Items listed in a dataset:
╭──

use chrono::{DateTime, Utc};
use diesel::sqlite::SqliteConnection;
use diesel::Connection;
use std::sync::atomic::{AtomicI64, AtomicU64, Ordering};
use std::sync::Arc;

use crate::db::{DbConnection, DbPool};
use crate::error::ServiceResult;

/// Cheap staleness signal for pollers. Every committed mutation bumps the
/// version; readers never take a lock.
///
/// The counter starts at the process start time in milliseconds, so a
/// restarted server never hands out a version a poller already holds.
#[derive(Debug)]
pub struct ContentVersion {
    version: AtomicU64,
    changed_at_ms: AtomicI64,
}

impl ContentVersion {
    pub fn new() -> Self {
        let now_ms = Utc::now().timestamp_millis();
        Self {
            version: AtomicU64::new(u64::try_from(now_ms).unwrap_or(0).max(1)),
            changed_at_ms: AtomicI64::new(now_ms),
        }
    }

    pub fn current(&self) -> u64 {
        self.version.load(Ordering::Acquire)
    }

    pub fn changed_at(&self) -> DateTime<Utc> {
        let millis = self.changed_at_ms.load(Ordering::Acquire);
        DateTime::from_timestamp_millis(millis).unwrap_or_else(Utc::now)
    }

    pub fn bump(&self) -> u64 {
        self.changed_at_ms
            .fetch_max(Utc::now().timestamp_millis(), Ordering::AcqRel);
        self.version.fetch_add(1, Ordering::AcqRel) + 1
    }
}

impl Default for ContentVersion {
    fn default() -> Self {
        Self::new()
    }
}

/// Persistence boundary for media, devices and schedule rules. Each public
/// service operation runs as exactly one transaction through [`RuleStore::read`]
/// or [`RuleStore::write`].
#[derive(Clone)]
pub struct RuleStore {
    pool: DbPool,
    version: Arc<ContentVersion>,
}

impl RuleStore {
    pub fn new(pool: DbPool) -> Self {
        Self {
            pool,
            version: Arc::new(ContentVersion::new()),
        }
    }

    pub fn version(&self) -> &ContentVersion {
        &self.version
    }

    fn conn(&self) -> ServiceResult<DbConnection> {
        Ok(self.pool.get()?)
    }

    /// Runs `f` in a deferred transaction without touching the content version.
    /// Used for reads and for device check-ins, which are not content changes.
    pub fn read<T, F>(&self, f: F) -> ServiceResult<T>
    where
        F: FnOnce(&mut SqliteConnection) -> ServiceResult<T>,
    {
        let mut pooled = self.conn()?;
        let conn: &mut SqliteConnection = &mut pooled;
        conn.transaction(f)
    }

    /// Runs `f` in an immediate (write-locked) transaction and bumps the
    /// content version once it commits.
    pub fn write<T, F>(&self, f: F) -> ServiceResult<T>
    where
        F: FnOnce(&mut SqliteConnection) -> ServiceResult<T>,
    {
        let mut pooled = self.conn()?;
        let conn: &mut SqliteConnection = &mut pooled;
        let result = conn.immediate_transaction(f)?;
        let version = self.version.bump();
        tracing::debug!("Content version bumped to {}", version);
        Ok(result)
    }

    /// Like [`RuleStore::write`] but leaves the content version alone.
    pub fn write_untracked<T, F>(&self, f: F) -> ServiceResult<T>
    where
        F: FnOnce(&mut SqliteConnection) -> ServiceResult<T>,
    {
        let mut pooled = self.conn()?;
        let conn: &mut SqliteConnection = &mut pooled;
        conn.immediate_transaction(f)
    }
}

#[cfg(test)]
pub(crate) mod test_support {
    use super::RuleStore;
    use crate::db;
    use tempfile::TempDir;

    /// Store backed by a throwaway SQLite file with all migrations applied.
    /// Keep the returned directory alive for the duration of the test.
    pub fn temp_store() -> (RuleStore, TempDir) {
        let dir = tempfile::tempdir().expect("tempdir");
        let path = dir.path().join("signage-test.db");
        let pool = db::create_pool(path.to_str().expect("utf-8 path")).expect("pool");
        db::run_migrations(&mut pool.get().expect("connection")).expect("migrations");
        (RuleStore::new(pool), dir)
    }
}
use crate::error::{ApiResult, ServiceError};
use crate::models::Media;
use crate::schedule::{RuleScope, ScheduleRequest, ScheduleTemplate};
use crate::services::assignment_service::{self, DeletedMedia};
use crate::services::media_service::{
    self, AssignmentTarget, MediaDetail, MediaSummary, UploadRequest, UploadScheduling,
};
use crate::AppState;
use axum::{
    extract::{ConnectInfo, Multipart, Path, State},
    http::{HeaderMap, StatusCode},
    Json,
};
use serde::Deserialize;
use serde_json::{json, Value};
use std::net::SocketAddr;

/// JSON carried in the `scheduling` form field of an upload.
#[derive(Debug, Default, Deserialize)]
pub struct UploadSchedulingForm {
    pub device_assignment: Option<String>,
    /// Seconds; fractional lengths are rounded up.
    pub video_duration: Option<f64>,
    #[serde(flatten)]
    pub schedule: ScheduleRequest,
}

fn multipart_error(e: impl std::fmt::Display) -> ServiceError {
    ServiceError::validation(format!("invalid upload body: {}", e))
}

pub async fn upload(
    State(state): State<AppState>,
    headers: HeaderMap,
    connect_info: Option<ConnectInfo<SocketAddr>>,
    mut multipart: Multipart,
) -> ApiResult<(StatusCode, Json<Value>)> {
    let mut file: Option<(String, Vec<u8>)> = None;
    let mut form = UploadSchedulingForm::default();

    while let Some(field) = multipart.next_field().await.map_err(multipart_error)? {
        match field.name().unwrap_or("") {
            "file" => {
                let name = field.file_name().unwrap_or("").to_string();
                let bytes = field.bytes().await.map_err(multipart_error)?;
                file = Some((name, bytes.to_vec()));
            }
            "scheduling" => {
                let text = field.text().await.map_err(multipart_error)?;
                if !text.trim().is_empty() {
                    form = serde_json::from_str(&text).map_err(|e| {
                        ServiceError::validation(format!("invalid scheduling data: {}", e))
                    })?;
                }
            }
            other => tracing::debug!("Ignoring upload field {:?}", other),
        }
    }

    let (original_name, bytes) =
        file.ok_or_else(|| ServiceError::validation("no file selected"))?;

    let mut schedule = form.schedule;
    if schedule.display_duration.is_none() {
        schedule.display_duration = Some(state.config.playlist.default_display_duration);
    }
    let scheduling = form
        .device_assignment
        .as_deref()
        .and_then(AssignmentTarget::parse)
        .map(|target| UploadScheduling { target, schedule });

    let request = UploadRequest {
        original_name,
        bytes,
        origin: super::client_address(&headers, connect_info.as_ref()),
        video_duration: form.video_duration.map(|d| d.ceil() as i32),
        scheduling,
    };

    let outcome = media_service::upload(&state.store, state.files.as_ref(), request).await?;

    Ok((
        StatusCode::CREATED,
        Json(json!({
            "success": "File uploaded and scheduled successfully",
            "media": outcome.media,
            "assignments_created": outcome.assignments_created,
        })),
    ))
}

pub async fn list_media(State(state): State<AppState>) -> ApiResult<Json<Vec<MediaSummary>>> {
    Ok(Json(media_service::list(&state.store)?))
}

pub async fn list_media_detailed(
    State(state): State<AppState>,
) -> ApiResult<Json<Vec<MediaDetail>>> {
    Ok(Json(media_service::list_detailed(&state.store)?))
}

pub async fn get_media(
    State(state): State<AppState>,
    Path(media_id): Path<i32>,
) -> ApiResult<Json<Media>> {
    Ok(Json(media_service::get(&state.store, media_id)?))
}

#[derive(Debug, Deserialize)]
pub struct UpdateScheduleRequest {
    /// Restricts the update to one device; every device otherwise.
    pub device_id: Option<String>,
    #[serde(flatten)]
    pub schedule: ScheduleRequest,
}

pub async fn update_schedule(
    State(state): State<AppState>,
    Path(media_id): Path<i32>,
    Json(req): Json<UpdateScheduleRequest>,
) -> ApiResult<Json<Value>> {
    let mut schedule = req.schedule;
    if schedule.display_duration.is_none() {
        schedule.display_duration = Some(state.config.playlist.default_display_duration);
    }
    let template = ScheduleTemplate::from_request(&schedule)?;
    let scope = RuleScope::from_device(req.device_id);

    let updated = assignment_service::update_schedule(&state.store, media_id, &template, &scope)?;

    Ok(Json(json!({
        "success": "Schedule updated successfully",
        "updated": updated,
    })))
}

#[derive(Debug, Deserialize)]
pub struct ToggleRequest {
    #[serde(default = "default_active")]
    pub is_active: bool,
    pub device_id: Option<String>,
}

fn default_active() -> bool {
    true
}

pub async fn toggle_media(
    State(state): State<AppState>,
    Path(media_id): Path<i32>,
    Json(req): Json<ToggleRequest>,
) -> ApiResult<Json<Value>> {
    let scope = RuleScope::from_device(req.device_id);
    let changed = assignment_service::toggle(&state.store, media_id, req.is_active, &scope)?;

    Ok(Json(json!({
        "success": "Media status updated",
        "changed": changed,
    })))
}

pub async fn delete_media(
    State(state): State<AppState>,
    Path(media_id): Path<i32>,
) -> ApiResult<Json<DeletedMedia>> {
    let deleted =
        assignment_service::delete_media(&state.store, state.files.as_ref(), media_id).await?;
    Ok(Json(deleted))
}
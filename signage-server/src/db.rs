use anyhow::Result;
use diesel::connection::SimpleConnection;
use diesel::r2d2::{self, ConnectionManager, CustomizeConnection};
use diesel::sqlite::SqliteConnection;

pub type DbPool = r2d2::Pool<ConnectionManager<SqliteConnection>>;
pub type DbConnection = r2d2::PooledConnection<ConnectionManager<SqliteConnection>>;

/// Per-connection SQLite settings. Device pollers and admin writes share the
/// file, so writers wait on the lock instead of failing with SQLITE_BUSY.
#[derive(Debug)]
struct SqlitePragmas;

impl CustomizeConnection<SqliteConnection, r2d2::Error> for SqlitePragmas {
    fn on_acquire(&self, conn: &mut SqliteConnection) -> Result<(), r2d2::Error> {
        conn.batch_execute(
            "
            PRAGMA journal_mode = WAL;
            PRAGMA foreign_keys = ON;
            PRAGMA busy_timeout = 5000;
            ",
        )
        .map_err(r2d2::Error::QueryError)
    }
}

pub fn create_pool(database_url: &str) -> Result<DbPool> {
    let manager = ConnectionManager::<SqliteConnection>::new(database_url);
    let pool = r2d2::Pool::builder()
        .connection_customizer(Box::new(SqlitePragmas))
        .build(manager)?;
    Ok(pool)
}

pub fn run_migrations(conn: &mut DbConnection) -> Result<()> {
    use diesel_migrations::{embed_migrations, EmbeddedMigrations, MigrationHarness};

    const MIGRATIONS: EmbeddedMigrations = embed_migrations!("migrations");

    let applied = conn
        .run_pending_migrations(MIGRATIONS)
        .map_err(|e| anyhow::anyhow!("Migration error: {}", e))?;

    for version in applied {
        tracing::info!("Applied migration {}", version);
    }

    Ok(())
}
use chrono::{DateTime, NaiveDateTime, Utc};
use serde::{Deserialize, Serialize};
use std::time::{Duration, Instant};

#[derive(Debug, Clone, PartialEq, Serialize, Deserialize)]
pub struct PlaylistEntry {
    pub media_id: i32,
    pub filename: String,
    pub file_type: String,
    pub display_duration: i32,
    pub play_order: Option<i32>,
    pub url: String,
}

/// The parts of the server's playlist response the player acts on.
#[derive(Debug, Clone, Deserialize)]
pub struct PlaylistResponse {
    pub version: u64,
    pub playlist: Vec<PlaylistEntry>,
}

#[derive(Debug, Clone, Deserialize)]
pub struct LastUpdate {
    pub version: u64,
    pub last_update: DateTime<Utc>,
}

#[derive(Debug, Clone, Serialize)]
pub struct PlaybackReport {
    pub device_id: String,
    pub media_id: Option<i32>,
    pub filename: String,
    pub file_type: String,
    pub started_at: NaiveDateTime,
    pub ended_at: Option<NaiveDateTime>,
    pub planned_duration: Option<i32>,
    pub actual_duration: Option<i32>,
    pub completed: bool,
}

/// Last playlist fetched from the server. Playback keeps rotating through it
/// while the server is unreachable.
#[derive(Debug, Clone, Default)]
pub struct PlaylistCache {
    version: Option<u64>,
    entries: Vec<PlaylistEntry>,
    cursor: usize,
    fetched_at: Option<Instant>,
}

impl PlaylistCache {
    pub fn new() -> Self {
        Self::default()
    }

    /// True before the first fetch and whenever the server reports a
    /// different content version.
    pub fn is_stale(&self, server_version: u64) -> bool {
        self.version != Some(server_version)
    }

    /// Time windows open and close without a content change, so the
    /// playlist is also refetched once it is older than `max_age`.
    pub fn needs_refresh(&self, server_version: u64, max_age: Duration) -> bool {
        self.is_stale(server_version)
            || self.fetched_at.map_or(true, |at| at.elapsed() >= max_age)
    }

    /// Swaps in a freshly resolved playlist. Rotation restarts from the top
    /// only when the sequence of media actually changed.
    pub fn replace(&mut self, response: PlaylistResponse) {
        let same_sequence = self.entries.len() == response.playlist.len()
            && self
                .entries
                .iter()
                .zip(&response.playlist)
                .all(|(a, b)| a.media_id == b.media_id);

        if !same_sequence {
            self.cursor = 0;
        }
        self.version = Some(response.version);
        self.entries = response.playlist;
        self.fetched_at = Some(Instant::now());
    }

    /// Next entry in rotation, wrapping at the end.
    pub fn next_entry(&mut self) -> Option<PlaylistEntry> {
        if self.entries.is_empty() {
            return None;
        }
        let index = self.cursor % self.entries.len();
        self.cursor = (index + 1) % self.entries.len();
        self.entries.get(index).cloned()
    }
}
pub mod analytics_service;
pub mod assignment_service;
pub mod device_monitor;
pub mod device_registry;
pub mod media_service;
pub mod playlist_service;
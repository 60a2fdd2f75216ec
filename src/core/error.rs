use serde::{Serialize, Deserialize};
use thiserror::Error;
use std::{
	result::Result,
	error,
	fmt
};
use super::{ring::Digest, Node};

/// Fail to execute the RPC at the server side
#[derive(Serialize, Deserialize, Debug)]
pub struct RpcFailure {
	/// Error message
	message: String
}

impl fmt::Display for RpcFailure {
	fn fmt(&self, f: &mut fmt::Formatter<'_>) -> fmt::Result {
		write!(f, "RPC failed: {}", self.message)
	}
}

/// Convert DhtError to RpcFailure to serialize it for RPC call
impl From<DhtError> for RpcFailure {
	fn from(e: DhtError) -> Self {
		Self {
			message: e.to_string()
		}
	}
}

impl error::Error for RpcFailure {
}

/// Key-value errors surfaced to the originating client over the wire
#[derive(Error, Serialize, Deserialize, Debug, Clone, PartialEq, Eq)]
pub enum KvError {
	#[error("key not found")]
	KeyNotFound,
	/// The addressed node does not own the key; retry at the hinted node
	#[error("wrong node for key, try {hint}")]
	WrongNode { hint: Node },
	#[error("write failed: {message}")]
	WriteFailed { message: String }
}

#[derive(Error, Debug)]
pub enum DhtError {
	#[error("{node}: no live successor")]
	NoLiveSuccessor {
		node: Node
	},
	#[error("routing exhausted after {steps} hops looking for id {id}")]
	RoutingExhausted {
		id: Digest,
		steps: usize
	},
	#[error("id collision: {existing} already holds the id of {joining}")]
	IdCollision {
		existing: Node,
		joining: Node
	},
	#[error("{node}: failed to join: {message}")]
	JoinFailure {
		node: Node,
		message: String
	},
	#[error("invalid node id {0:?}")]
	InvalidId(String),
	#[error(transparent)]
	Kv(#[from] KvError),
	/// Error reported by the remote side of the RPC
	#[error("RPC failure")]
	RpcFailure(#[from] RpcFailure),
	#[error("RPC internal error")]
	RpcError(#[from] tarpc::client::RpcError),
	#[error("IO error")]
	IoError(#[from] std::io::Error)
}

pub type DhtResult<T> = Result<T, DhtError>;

╰──

→ Your assignment:
Supply only the count of lines above holding "ConnectInfo".

→ Task output:
2